しかし、これらはあまりにも楽観的に過ぎると感じる。英国とEUとは、離脱後もこれまでに近い関係を維持する「移行期間」に関する協定を3月末までに決定する必要がある。Brexitが来年3月に迫る中、交渉にはスピード感が求められるが、これまでの経緯を見る限り早期合意は不透明と言わざるを得ないだろう。

 たとえば、英国のロンドン(シティ)は、金融の世界的な拠点だが、Brexit後(移行期間後)にEU単一市場とのアクセスを失えば、EU拠点として機能しなくなる可能性もある。英国としては得意分野である金融については特例を求める考えのようだが、EUはそうした「切り売り」には否定的と見られる。

 今後、英国とEUの対立が表面化すれば、ポンドはこれまでの上昇の反動も相まって下落しやすくなりそうだ。

 ポンド/円でみれば、Brexitが決まる直前の価格は1ポンド=160円超の水準だった。今年の高値は156円台に乗せており、これ以上にポンド高が進むとは考えにくい。反対に、下値は148円台まであり得るだろう。

 ――その他、注目の通貨ペアは?

 メキシコペソが7月の大統領選挙を控えて目が離せない。現在、ドル安基調が続いているので、値を保っていられるものの、今後は波乱がありそうだ。
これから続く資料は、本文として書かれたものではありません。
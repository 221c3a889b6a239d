//! xshacl-explain
//!
//! # Exit Codes
//!
//! - 0: Success
//! - 1: Some explanation could not be produced
//! - 3: Invalid input or arguments
//! - 4: File not found or inaccessible
//! - 5: Cache store error
//! - 10: Internal error

use clap::Parser;
use xshacl_cli::{init_tracing, run_cli, ExplainCli};

#[tokio::main]
async fn main() {
    let cli = ExplainCli::parse();
    init_tracing(cli.verbose, cli.quiet, cli.log_json);

    let exit_code = run_cli(cli).await;
    std::process::exit(exit_code.into());
}
//! Justification trees
//!
//! A justification tree explains a single violation: a `conclusion` root
//! ("focus fails to conform to shape") whose children are the shape's
//! declared constraints (`premise`) followed by the data triples that were
//! checked (`observation`). Child order is part of the output contract;
//! downstream generation prompts depend on it.

use serde::{Deserialize, Serialize};
use std::fmt;

use crate::error::{ExplainError, Result};
use crate::graph::Triple;
use crate::signature::ExtractionTable;
use crate::violation::ViolationRecord;
use crate::vocab::{display_id, local_name};

/// Shape graph capability: declared constraint triples of a shape
pub trait ShapeLookup: Send + Sync {
    fn constraints(&self, shape_id: &str) -> Result<Vec<Triple>>;
}

/// Data graph capability: triples of a focus node, optionally restricted to a path
pub trait DataLookup: Send + Sync {
    fn triples(&self, focus_node: &str, path: Option<&str>) -> Result<Vec<Triple>>;
}

/// Statement category
#[derive(Debug, Clone, Copy, PartialEq, Eq, Hash, Serialize, Deserialize)]
#[serde(rename_all = "lowercase")]
pub enum NodeKind {
    Premise,
    Observation,
    Conclusion,
}

impl fmt::Display for NodeKind {
    fn fmt(&self, f: &mut fmt::Formatter<'_>) -> fmt::Result {
        match self {
            NodeKind::Premise => write!(f, "premise"),
            NodeKind::Observation => write!(f, "observation"),
            NodeKind::Conclusion => write!(f, "conclusion"),
        }
    }
}

/// A statement in a justification tree
#[derive(Debug, Clone, PartialEq, Eq, Serialize, Deserialize)]
pub struct JustificationNode {
    pub statement: String,
    pub kind: NodeKind,
    #[serde(default, skip_serializing_if = "Option::is_none")]
    pub evidence: Option<String>,
    #[serde(default, skip_serializing_if = "Vec::is_empty")]
    pub children: Vec<JustificationNode>,
}

impl JustificationNode {
    pub fn new(kind: NodeKind, statement: impl Into<String>) -> Self {
        Self {
            statement: statement.into(),
            kind,
            evidence: None,
            children: Vec::new(),
        }
    }

    pub fn conclusion(statement: impl Into<String>) -> Self {
        Self::new(NodeKind::Conclusion, statement)
    }

    pub fn premise(statement: impl Into<String>) -> Self {
        Self::new(NodeKind::Premise, statement)
    }

    pub fn observation(statement: impl Into<String>) -> Self {
        Self::new(NodeKind::Observation, statement)
    }

    pub fn with_evidence(mut self, evidence: Option<String>) -> Self {
        self.evidence = evidence;
        self
    }

    pub fn with_child(mut self, child: JustificationNode) -> Self {
        self.children.push(child);
        self
    }

    /// Number of levels, a leaf counts as 1
    pub fn depth(&self) -> usize {
        1 + self.children.iter().map(|c| c.depth()).max().unwrap_or(0)
    }

    /// Total node count
    pub fn size(&self) -> usize {
        1 + self.children.iter().map(|c| c.size()).sum::<usize>()
    }

    /// Direct children of the given kind
    pub fn children_of(&self, kind: NodeKind) -> impl Iterator<Item = &JustificationNode> {
        self.children.iter().filter(move |c| c.kind == kind)
    }

    /// Root is a conclusion, no descendant is, and leaves are premises or observations
    pub fn is_well_formed(&self) -> bool {
        fn descendants_ok(node: &JustificationNode) -> bool {
            node.kind != NodeKind::Conclusion && node.children.iter().all(descendants_ok)
        }
        self.kind == NodeKind::Conclusion && self.children.iter().all(descendants_ok)
    }

    /// Indented outline, one statement per line
    pub fn render(&self) -> String {
        let mut out = String::new();
        self.render_into(&mut out, 0);
        out
    }

    fn render_into(&self, out: &mut String, level: usize) {
        out.push_str(&"  ".repeat(level));
        out.push_str(&format!("[{}] {}", self.kind, self.statement));
        if let Some(evidence) = &self.evidence {
            out.push_str(&format!(" (evidence: {})", evidence));
        }
        out.push('\n');
        for child in &self.children {
            child.render_into(out, level + 1);
        }
    }
}

/// Builds justification trees from shape and data lookups
pub struct JustificationTreeBuilder<'a> {
    shapes: &'a dyn ShapeLookup,
    data: &'a dyn DataLookup,
    table: &'a ExtractionTable,
}

impl<'a> JustificationTreeBuilder<'a> {
    pub fn new(shapes: &'a dyn ShapeLookup, data: &'a dyn DataLookup) -> Self {
        Self {
            shapes,
            data,
            table: ExtractionTable::shared(),
        }
    }

    /// Use a custom extraction table to map components to shape parameters
    pub fn with_table(mut self, table: &'a ExtractionTable) -> Self {
        self.table = table;
        self
    }

    /// Build the tree, degrading to a conclusion-only tree when a lookup fails
    pub fn build(&self, record: &ViolationRecord) -> JustificationNode {
        match self.try_build(record) {
            Ok(tree) => tree,
            Err(e) => {
                tracing::warn!(
                    focus = %record.focus_node,
                    shape = %record.shape_id,
                    error = %e,
                    "Lookup failed, using minimal justification tree"
                );
                Self::minimal(record)
            }
        }
    }

    /// Conclusion-only tree, used when lookups are unavailable
    pub fn minimal(record: &ViolationRecord) -> JustificationNode {
        conclusion_for(record)
    }

    /// Build the tree, surfacing lookup failures as `ContextUnavailable`
    pub fn try_build(&self, record: &ViolationRecord) -> Result<JustificationNode> {
        let shape_triples = self
            .shapes
            .constraints(&record.shape_id)
            .map_err(as_context_error)?;
        let data_triples = self
            .data
            .triples(&record.focus_node, record.path())
            .map_err(as_context_error)?;

        let mut root = conclusion_for(record);
        root.children.extend(self.premises(record, &shape_triples));
        root.children.extend(observations(record, &data_triples));

        tracing::debug!(
            focus = %record.focus_node,
            premises = root.children_of(NodeKind::Premise).count(),
            observations = root.children_of(NodeKind::Observation).count(),
            "Built justification tree"
        );

        Ok(root)
    }

    fn premises(&self, record: &ViolationRecord, triples: &[Triple]) -> Vec<JustificationNode> {
        let params = self.table.parameter_names(record.component_name());
        let shape = local_name(&record.shape_id);
        let target = record
            .path()
            .map(|p| format!(" on {}", local_name(p)))
            .unwrap_or_default();

        let premises: Vec<_> = triples
            .iter()
            .filter(|t| params.iter().any(|p| p == local_name(&t.predicate)))
            .map(|t| {
                JustificationNode::premise(format!(
                    "shape {} declares {} {}{}",
                    shape,
                    local_name(&t.predicate),
                    t.object.short(),
                    target
                ))
                .with_evidence(Some(t.to_ntriples()))
            })
            .collect();

        if premises.is_empty() {
            return vec![JustificationNode::premise(format!(
                "shape {} requires {}{}",
                shape,
                local_name(&record.constraint_id),
                target
            ))];
        }
        premises
    }
}

/// Build with the default extraction table, degrading on lookup failure
pub fn build(
    record: &ViolationRecord,
    shapes: &dyn ShapeLookup,
    data: &dyn DataLookup,
) -> JustificationNode {
    JustificationTreeBuilder::new(shapes, data).build(record)
}

fn conclusion_for(record: &ViolationRecord) -> JustificationNode {
    JustificationNode::conclusion(format!(
        "{} fails to conform to {}",
        display_id(&record.focus_node),
        display_id(&record.shape_id)
    ))
    .with_evidence(record.message.clone())
}

fn observations(record: &ViolationRecord, triples: &[Triple]) -> Vec<JustificationNode> {
    let focus = display_id(&record.focus_node);

    match record.path() {
        Some(path) => triples
            .iter()
            .map(|t| {
                JustificationNode::observation(format!(
                    "{} has {} {}",
                    focus,
                    local_name(path),
                    t.object
                ))
                .with_evidence(Some(t.to_ntriples()))
            })
            .collect(),
        None => {
            let evidence = (!triples.is_empty()).then(|| {
                triples
                    .iter()
                    .map(Triple::to_ntriples)
                    .collect::<Vec<_>>()
                    .join("\n")
            });
            let statement = match &record.value {
                Some(value) => format!("{} was checked as a whole with value {}", focus, value),
                None => format!("{} was checked as a whole ({} triples)", focus, triples.len()),
            };
            vec![JustificationNode::observation(statement).with_evidence(evidence)]
        }
    }
}

fn as_context_error(error: ExplainError) -> ExplainError {
    match error {
        ExplainError::ContextUnavailable(_) => error,
        other => ExplainError::context_unavailable(other.to_string()),
    }
}
#[tokio::test(flavor = "multi_thread", worker_threads = 2)]
async fn cancelled_leader_hands_over_to_waiting_caller() {
    let controller = Arc::new(controller_with(Arc::new(MemoryStore::new()), fast_config()));
    let stuck = Arc::new(ScriptedGenerator::slow(Duration::from_secs(30)));
    let quick = Arc::new(ScriptedGenerator::new());

    let leader = {
        let controller = Arc::clone(&controller);
        let stuck = Arc::clone(&stuck);
        tokio::spawn(async move {
            controller
                .explain(&record("http://example.org/Alice"), &langs(&["en"]), stuck.as_ref())
                .await
        })
    };
    tokio::time::sleep(Duration::from_millis(50)).await;

    let waiter = {
        let controller = Arc::clone(&controller);
        let quick = Arc::clone(&quick);
        tokio::spawn(async move {
            controller
                .explain(&record("http://example.org/Bob"), &langs(&["en"]), quick.as_ref())
                .await
        })
    };
    tokio::time::sleep(Duration::from_millis(50)).await;

    leader.abort();
    let response = tokio::time::timeout(Duration::from_secs(5), waiter)
        .await
        .expect("waiter promoted after leader cancellation")
        .unwrap()
        .unwrap();

    let result = response.results["en"].as_ref().unwrap();
    assert_eq!(result.source, ExplanationSource::Generated);
    assert_eq!(stuck.calls(), 1);
    assert_eq!(quick.calls(), 1);
}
 現在、ポピュリストとされるロペスオブラドール氏が大統領候補の中で人気があり、10ポイント程度も支持率で優位にある。米国のトランプ政権に対し「思い知らせてやる」など過激な発言で、人気を博しているためだ。

 しかし、現実のメキシコ経済は、輸出の80%が米国向けなど、米国依存度が高い。メキシコ経済が堅調になっているのも、米国経済の好調の恩恵を受けてのことだ。米国との関係が悪化すれば、経済に深刻な影響が出ることは避けられない。

 したがって、選挙が近くなっても、現在のロペスオブラドール氏の人気が続いているようであれば、メキシコペソの不安定化は必至だ。原油価格の上昇など、メキシコペソに強気材料はあるが、政局には十分注意しておきたい。